Till June 2021, BRTA issued 37.63 lakh driving licences against 47.76 lakh registered vehicles, indicating that 10.13 lakh vehicles are being run by unlicensed drivers.

The actual number of licensed drivers may be less than the number of licences issued because many people collect more than one — one for a motorbike or a light vehicle and another for a heavy vehicle, a BRTA official said.

Moreover, more than 10-20 lakh unregistered vehicles, including locally-made “Nasiman” and “Kariman”, are plying roads without undergoing any fitness test. Drivers of those do not have any licence either, said people involved in the transport sector.


Transport expert Prof Moazzem Hossain said there was a trend among drivers to run vehicles without a licence or with a fake one. Besides, many vehicle owners avoid fitness test for fear of hassle at the BRTA office.

The trend has grown now, resulting in the rise in the number of accidents mainly because of the BRTA’s management incapability and a lack of transparency, he said.

For example, BRTA provided a very limited number of digital licence cards to drivers over the last two years. It provided manual tokens to licence seekers and extended time for the delivery of licence cards several times, creating scope for using fake licences, Moazzem told The Daily Star on February 9.

When all these are making the roads riskier, plying of a huge number of unregistered three-wheelers and motorcycles on highways is causing the rise in road accidents, he said.

“As the government agencies are failing to discharge their duties properly, the overall road safety situation is becoming more complicated now,” said Moazzem, also a former director of Accident Research Institute at Buet.

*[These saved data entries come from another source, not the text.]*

// ============================================================================
// Retries
// ============================================================================

#[tokio::test(start_paused = true)]
async fn test_resubscribes_in_order_after_reconnect() {
    let (transport, mut incoming) = scripted();
    let (options, connects) = virtual_client(&transport);
    let (options, mut connected) = watch(no_wait(sequential_ids(options)), ClientEventKind::Connected);
    let client = Client::new(options).expect("client");

    let first = SubscribePayload::new("subscription { a }");
    let second = SubscribePayload::new("subscription { b }").with_operation_name("B");
    let _a = client.subscribe_channel(first.clone());
    let _b = client.subscribe_channel(second.clone());

    let expected = vec![
        Message::subscribe("1".into(), first),
        Message::subscribe("2".into(), second),
    ];

    let mut server = RawServer::handshake(&mut incoming).await;
    assert_eq!(vec![server.recv().await, server.recv().await], expected);
    server.stream.socket.close(1012, "Service restart");

    let mut server = RawServer::handshake(&mut incoming).await;
    assert_eq!(vec![server.recv().await, server.recv().await], expected);
    assert_eq!(connects.load(Ordering::SeqCst), 2);

    assert!(matches!(
        connected.recv().await,
        Some(ClientEvent::Connected { was_retry: false, .. })
    ));
    assert!(matches!(
        connected.recv().await,
        Some(ClientEvent::Connected { was_retry: true, .. })
    ));
}

#[tokio::test(start_paused = true)]
async fn test_retries_exhausted_reports_error_once() {
    common::init_tracing();
    let connects = Arc::new(AtomicUsize::new(0));
    let counter = Arc::clone(&connects);
    let options = ClientOptions::new(move || -> Result<ClientStream> {
        counter.fetch_add(1, Ordering::SeqCst);
        Err(Error::connection("refused"))
    });
    let client = Client::new(no_wait(options.retry_attempts(3))).expect("client");

    let (_subscription, mut events) = client.subscribe_channel(SubscribePayload::new("{ value }"));
    assert_eq!(
        drain(&mut events).await,
        vec![SubscriptionEvent::Error(SubscriptionError::Connection(
            "Connection failed: refused".into()
        ))]
    );
    settle().await;
    assert!(events.try_recv().is_err());
    assert_eq!(connects.load(Ordering::SeqCst), 4);
}

#[tokio::test(start_paused = true)]
async fn test_server_closing_before_ack_exhausts_retries() {
    let (transport, mut incoming) = scripted();
    let (options, connects) = virtual_client(&transport);
    let client = Client::new(no_wait(options).retry_attempts(3)).expect("client");
    let (_subscription, mut events) = client.subscribe_channel(SubscribePayload::new("{ value }"));

    let mut servers = Vec::new();
    for _ in 0..4 {
        let mut server = RawServer::accept(&mut incoming).await;
        assert!(matches!(server.recv().await, Message::ConnectionInit { .. }));
        server.stream.socket.close(1006, "");
        servers.push(server);
    }

    assert!(matches!(
        drain(&mut events).await.as_slice(),
        [SubscriptionEvent::Error(error)] if error.close_code() == Some(1006)
    ));
    settle().await;
    assert!(events.try_recv().is_err());
    assert!(incoming.try_recv().is_err());
    assert_eq!(connects.load(Ordering::SeqCst), 4);
}

#[tokio::test(start_paused = true)]
async fn test_subscriber_disposed_during_retry_wait_is_not_resubscribed() {
    let (transport, mut incoming) = scripted();
    let (options, connects) = virtual_client(&transport);
    let options = sequential_ids(options).retry_wait(|_| tokio::time::sleep(Duration::from_secs(1)));
    let client = Client::new(options).expect("client");

    let (first, mut first_events) = client.subscribe_channel(SubscribePayload::new("{ a }"));
    let _second = client.subscribe_channel(SubscribePayload::new("{ b }"));

    let mut server = RawServer::handshake(&mut incoming).await;
    assert!(matches!(server.recv().await, Message::Subscribe { .. }));
    assert!(matches!(server.recv().await, Message::Subscribe { .. }));
    server.stream.socket.close(1012, "Service restart");
    settle().await;

    first.dispose();
    assert_eq!(drain(&mut first_events).await, vec![SubscriptionEvent::Complete]);

    let mut server = RawServer::handshake(&mut incoming).await;
    assert_eq!(
        server.recv().await,
        Message::subscribe("2".into(), SubscribePayload::new("{ b }"))
    );
    server.send_message(&Message::ping(None));
    assert_eq!(server.recv().await, Message::pong(None));
    assert_eq!(connects.load(Ordering::SeqCst), 2);
}
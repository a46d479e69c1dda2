//! Server connection engine.
//!
//! Accepts sockets from any transport, validates the handshake, runs
//! operations through an [`Executor`] and streams their results back.
//!
//! # Close Codes
//!
//! | Condition | Code |
//! |-----------|------|
//! | No `connection_init` in time | 4408 |
//! | Second `connection_init` | 4429 |
//! | `on_connect` rejected | 4403 |
//! | `subscribe` before ack | 4401 |
//! | Duplicate operation id | 4409 |
//! | Malformed or unexpected message | 4400 |
//! | Internal failure | 4500 |
//! | Missed keep-alive pong | 1006 |
//! | Server disposed | 1001 |
//!
//! # Modules
//!
//! | Module | Description |
//! |--------|-------------|
//! | `connection` | Per-connection event loop |
//! | `core` | [`Server`] handle and accept loops |
//! | `options` | [`ServerOptions`], [`Executor`], [`ServerHooks`] |

// ============================================================================
// Submodules
// ============================================================================

mod connection;

/// Server handle.
pub mod core;

/// Configuration, executor and hooks.
pub mod options;

// ============================================================================
// Re-exports
// ============================================================================

pub use core::Server;
pub use options::{
    ConnectionContext, DEFAULT_CONNECTION_INIT_WAIT_TIMEOUT, DEFAULT_KEEP_ALIVE, DefaultHooks,
    Executor, HookError, OperationError, ResultStream, ServerHooks, ServerOptions,
};
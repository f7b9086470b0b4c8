//! State fingerprinting.
//!
//! A fingerprint is a SHA-256 digest over the canonical JSON form of a
//! session's serializable state subset. It is stored alongside every
//! persisted dump and re-verified best-effort on load: a mismatch signals
//! drift between the dump and the expected state, but never blocks loading.

use serde::Serialize;
use serde_json::Value;
use sha2::{Digest, Sha256};

use crate::error::Result;

/// Computes the hex fingerprint of any serializable value.
///
/// `serde_json` keeps object keys sorted, so serializing through `Value`
/// yields a canonical byte sequence for structurally equal inputs.
pub fn fingerprint<T: Serialize>(value: &T) -> Result<String> {
    let canonical: Value = serde_json::to_value(value)?;
    let bytes = serde_json::to_vec(&canonical)?;
    let digest = Sha256::digest(&bytes);
    Ok(hex_encode(&digest))
}

fn hex_encode(bytes: &[u8]) -> String {
    let mut out = String::with_capacity(bytes.len() * 2);
    for byte in bytes {
        out.push_str(&format!("{:02x}", byte));
    }
    out
}
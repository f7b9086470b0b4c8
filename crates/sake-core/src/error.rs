//! Error types for the Sake orchestration layer.

use serde::Serialize;
use thiserror::Error;

/// A shared error type for the entire Sake subsystem.
///
/// This provides typed, structured error variants with automatic conversion
/// from common error types via the `From` trait.
#[derive(Error, Debug, Clone, Serialize)]
pub enum SakeError {
    /// Backend call failed (transport or backend-side error)
    #[error("Adapter error: {message}")]
    Adapter { message: String },

    /// The backend connection was lost.
    ///
    /// Observing this error flips the owning session's `connected` flag;
    /// it is the only failure that carries a state side effect.
    #[error("Connection to the chain backend was lost")]
    ConnectionLost,

    /// A request or response was structurally invalid
    #[error("Validation error: {0}")]
    Validation(String),

    /// A session registry invariant was violated
    #[error("Registry error: {0}")]
    Registry(String),

    /// Entity not found error with type information
    #[error("Entity not found: {entity_type} '{id}'")]
    NotFound {
        entity_type: &'static str,
        id: String,
    },

    /// IO error (file system operations)
    #[error("IO error: {message}")]
    Io { message: String },

    /// Serialization/deserialization error
    #[error("Serialization error: {format} - {message}")]
    Serialization { format: String, message: String },

    /// Persistence error (save/load of session state)
    #[error("Persistence error: {0}")]
    Persistence(String),

    /// Internal error (should not happen in normal operation)
    #[error("Internal error: {0}")]
    Internal(String),
}

impl SakeError {
    // ============================================================================
    // Constructor helpers
    // ============================================================================

    /// Creates an Adapter error
    pub fn adapter(message: impl Into<String>) -> Self {
        Self::Adapter {
            message: message.into(),
        }
    }

    /// Creates a Validation error
    pub fn validation(message: impl Into<String>) -> Self {
        Self::Validation(message.into())
    }

    /// Creates a Registry error
    pub fn registry(message: impl Into<String>) -> Self {
        Self::Registry(message.into())
    }

    /// Creates a NotFound error
    pub fn not_found(entity_type: &'static str, id: impl Into<String>) -> Self {
        Self::NotFound {
            entity_type,
            id: id.into(),
        }
    }

    /// Creates an IO error
    pub fn io(message: impl Into<String>) -> Self {
        Self::Io {
            message: message.into(),
        }
    }

    /// Creates a Persistence error
    pub fn persistence(message: impl Into<String>) -> Self {
        Self::Persistence(message.into())
    }

    /// Creates an Internal error
    pub fn internal(message: impl Into<String>) -> Self {
        Self::Internal(message.into())
    }

    // ============================================================================
    // Type checking methods
    // ============================================================================

    /// Check if this is a ConnectionLost error
    pub fn is_connection_lost(&self) -> bool {
        matches!(self, Self::ConnectionLost)
    }

    /// Check if this is a NotFound error
    pub fn is_not_found(&self) -> bool {
        matches!(self, Self::NotFound { .. })
    }

    /// Check if this is a Registry error
    pub fn is_registry(&self) -> bool {
        matches!(self, Self::Registry(_))
    }
}

// ============================================================================
// From implementations for automatic conversion
// ============================================================================

impl From<std::io::Error> for SakeError {
    fn from(err: std::io::Error) -> Self {
        Self::Io {
            message: format!("{} (kind: {:?})", err, err.kind()),
        }
    }
}

impl From<serde_json::Error> for SakeError {
    fn from(err: serde_json::Error) -> Self {
        Self::Serialization {
            format: "JSON".to_string(),
            message: err.to_string(),
        }
    }
}

/// Conversion from String (for error messages)
impl From<String> for SakeError {
    fn from(err: String) -> Self {
        Self::Internal(err)
    }
}

/// A type alias for `Result<T, SakeError>`.
pub type Result<T> = std::result::Result<T, SakeError>;
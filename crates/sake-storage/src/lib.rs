//! Persistence layer for Sake.
//!
//! Owns the workspace state document: atomic JSON file storage, the
//! versioned default-tolerant schema, and the persistence manager that
//! the orchestration layer drives for save/load and autosave.

pub mod dto;
pub mod paths;
pub mod persistence;
pub mod storage;

pub use crate::dto::{STORAGE_VERSION, StoredState};
pub use crate::paths::SakePaths;
pub use crate::persistence::{LoadOutcome, PersistenceManager};
pub use crate::storage::AtomicJsonFile;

Asked about the reason for the rise in unfit vehicles, BRTA Chairman Nur Mohammad Mazumder said they have ensured that owners have to take their vehicles to BRTA offices for fitness test.

Many owners may not bring their vehicles for fitness tests presuming that the vehicles would fail the test. This might have resulted in the rise in the number of unfit vehicles, he said.

Asked if the BRTA mobile courts were taking action against such vehicles, Nur Mohammad said the courts were taking action.

Enforcement of relevant laws mostly depends on police and if they play their due role, owners would be bound to have their vehicles tested, he told this newspaper on Thursday.

About alleged hassle at the BRTA offices, he said they have made fitness tests hassle-free as the date for a test is fixed online and a vehicle can be tested at any BRTA office.

Regarding the big gap between the numbers of registered vehicles and driving licences, the BRTA chief said many licence holders own more than one vehicles and sothe gap would not be that big.

He denied the allegation of use of fake licences by a large number of drivers.

The BRTA chairman, however, admitted that they have been suffering from manpower crisis for a long time. He said they had asked for some 2,300 employees, but the authorities concerned approved only 96 and the recruitment of them was still under process.

Moreover, the organisation’s 110 posts out of the total 823 remains vacant now, shows a document.